• **What you will do**
Write each record again exactly as it stands.

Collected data
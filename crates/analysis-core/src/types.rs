use std::collections::BTreeSet;

use chrono::{DateTime, NaiveDate, NaiveDateTime};
use serde::{Deserialize, Deserializer, Serialize};

/// Aggregated news signal for one stock within a single analysis cycle.
#[derive(Debug, Clone, Default, PartialEq, Serialize, Deserialize)]
pub struct TradingSignal {
    pub stock_code: String,
    pub stock_name: String,
    #[serde(default)]
    pub industry: String,
    pub mentions: u32,
    pub sentiment_sum: f64,
    #[serde(default)]
    pub keywords: BTreeSet<String>,
}

impl TradingSignal {
    pub fn new(
        stock_code: impl Into<String>,
        stock_name: impl Into<String>,
        industry: impl Into<String>,
    ) -> Self {
        Self {
            stock_code: stock_code.into(),
            stock_name: stock_name.into(),
            industry: industry.into(),
            ..Default::default()
        }
    }

    /// Set mention count and an average sentiment in one step.
    pub fn with_mentions(mut self, mentions: u32, avg_sentiment: f64) -> Self {
        self.mentions = mentions;
        self.sentiment_sum = avg_sentiment * mentions as f64;
        self
    }

    /// Add `count` mentions that all carry the same sentiment score.
    pub fn record_mentions(&mut self, count: u32, sentiment: f64) {
        self.mentions += count;
        self.sentiment_sum += sentiment * count as f64;
    }

    pub fn avg_sentiment(&self) -> f64 {
        if self.mentions == 0 {
            return 0.0;
        }
        self.sentiment_sum / self.mentions as f64
    }

    /// Mention-volume confidence, saturating at ten mentions.
    pub fn mention_score(&self) -> f64 {
        (self.mentions as f64 / 10.0).min(1.0)
    }

    /// Composite ranking score in [0, 1]: half mention volume, half
    /// sentiment rescaled from [-1, 1].
    pub fn signal_strength(&self) -> f64 {
        let sentiment_score = (self.avg_sentiment() + 1.0) / 2.0;
        self.mention_score() * 0.5 + sentiment_score * 0.5
    }
}

/// A collected news article with its extracted keywords and sentiment.
#[derive(Debug, Clone, Serialize, Deserialize)]
pub struct ArchivedArticle {
    pub source: String,
    pub title: String,
    #[serde(default)]
    pub content: String,
    pub url: String,
    /// Publication time in the exchange's local time.
    #[serde(deserialize_with = "deserialize_published_at")]
    pub published_at: NaiveDateTime,
    #[serde(default)]
    pub summary: Option<String>,
    #[serde(default)]
    pub keywords: Vec<String>,
    #[serde(default)]
    pub sentiment_score: f64,
}

impl ArchivedArticle {
    pub fn published_date(&self) -> NaiveDate {
        self.published_at.date()
    }
}

impl PartialEq for ArchivedArticle {
    fn eq(&self, other: &Self) -> bool {
        self.url == other.url
    }
}

/// Parse a publish timestamp with or without a UTC offset. Offsets are
/// dropped: the wall-clock time is what decides the trading day.
pub fn parse_published_at(raw: &str) -> Option<NaiveDateTime> {
    if let Ok(dt) = DateTime::parse_from_rfc3339(raw) {
        return Some(dt.naive_local());
    }
    NaiveDateTime::parse_from_str(raw, "%Y-%m-%dT%H:%M:%S%.f")
        .or_else(|_| NaiveDateTime::parse_from_str(raw, "%Y-%m-%d %H:%M:%S%.f"))
        .ok()
}

fn deserialize_published_at<'de, D>(deserializer: D) -> Result<NaiveDateTime, D::Error>
where
    D: Deserializer<'de>,
{
    let raw = String::deserialize(deserializer)?;
    parse_published_at(&raw)
        .ok_or_else(|| serde::de::Error::custom(format!("invalid published_at: {raw}")))
}

/// Static keyword to stock mapping entry.
#[derive(Debug, Clone, PartialEq, Serialize, Deserialize)]
pub struct StockMapping {
    pub stock_code: String,
    pub stock_name: String,
    #[serde(default)]
    pub industry: String,
    #[serde(default)]
    pub keywords: Vec<String>,
}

• **Exercise output**
filename crates/analysis-core/src/types.rs
use std::collections::BTreeSet;

use chrono::{DateTime, NaiveDate, NaiveDateTime};
use serde::{Deserialize, Deserializer, Serialize};

/// Aggregated news signal for one stock within a single analysis cycle.
#[derive(Debug, Clone, Default, PartialEq, Serialize, Deserialize)]
pub struct TradingSignal {
    pub stock_code: String,
    pub stock_name: String,
    #[serde(default)]
    pub industry: String,
    pub mentions: u32,
    pub sentiment_sum: f64,
    #[serde(default)]
    pub keywords: BTreeSet<String>,
}

impl TradingSignal {
    pub fn new(
        stock_code: impl Into<String>,
        stock_name: impl Into<String>,
        industry: impl Into<String>,
    ) -> Self {
        Self {
            stock_code: stock_code.into(),
            stock_name: stock_name.into(),
            industry: industry.into(),
            ..Default::default()
        }
    }

    /// Set mention count and an average sentiment in one step.
    pub fn with_mentions(mut self, mentions: u32, avg_sentiment: f64) -> Self {
        self.mentions = mentions;
        self.sentiment_sum = avg_sentiment * mentions as f64;
        self
    }

    /// Add `count` mentions that all carry the same sentiment score.
    pub fn record_mentions(&mut self, count: u32, sentiment: f64) {
        self.mentions += count;
        self.sentiment_sum += sentiment * count as f64;
    }

    pub fn avg_sentiment(&self) -> f64 {
        if self.mentions == 0 {
            return 0.0;
        }
        self.sentiment_sum / self.mentions as f64
    }

    /// Mention-volume confidence, saturating at ten mentions.
    pub fn mention_score(&self) -> f64 {
        (self.mentions as f64 / 10.0).min(1.0)
    }

    /// Composite ranking score in [0, 1]: half mention volume, half
    /// sentiment rescaled from [-1, 1].
    pub fn signal_strength(&self) -> f64 {
        let sentiment_score = (self.avg_sentiment() + 1.0) / 2.0;
        self.mention_score() * 0.5 + sentiment_score * 0.5
    }
}

/// A collected news article with its extracted keywords and sentiment.
#[derive(Debug, Clone, Serialize, Deserialize)]
pub struct ArchivedArticle {
    pub source: String,
    pub title: String,
    #[serde(default)]
    pub content: String,
    pub url: String,
    /// Publication time in the exchange's local time.
    #[serde(deserialize_with = "deserialize_published_at")]
    pub published_at: NaiveDateTime,
    #[serde(default)]
    pub summary: Option<String>,
    #[serde(default)]
    pub keywords: Vec<String>,
    #[serde(default)]
    pub sentiment_score: f64,
}

impl ArchivedArticle {
    pub fn published_date(&self) -> NaiveDate {
        self.published_at.date()
    }
}

impl PartialEq for ArchivedArticle {
    fn eq(&self, other: &Self) -> bool {
        self.url == other.url
    }
}

/// Parse a publish timestamp with or without a UTC offset. Offsets are
/// dropped: the wall-clock time is what decides the trading day.
pub fn parse_published_at(raw: &str) -> Option<NaiveDateTime> {
    if let Ok(dt) = DateTime::parse_from_rfc3339(raw) {
        return Some(dt.naive_local());
    }
    NaiveDateTime::parse_from_str(raw, "%Y-%m-%dT%H:%M:%S%.f")
        .or_else(|_| NaiveDateTime::parse_from_str(raw, "%Y-%m-%d %H:%M:%S%.f"))
        .ok()
}

fn deserialize_published_at<'de, D>(deserializer: D) -> Result<NaiveDateTime, D::Error>
where
    D: Deserializer<'de>,
{
    let raw = String::deserialize(deserializer)?;
    parse_published_at(&raw)
        .ok_or_else(|| serde::de::Error::custom(format!("invalid published_at: {raw}")))
}

/// Static keyword to stock mapping entry.
#[derive(Debug, Clone, PartialEq, Serialize, Deserialize)]
pub struct StockMapping {
    pub stock_code: String,
    pub stock_name: String,
    #[serde(default)]
    pub industry: String,
    #[serde(default)]
    pub keywords: Vec<String>,
}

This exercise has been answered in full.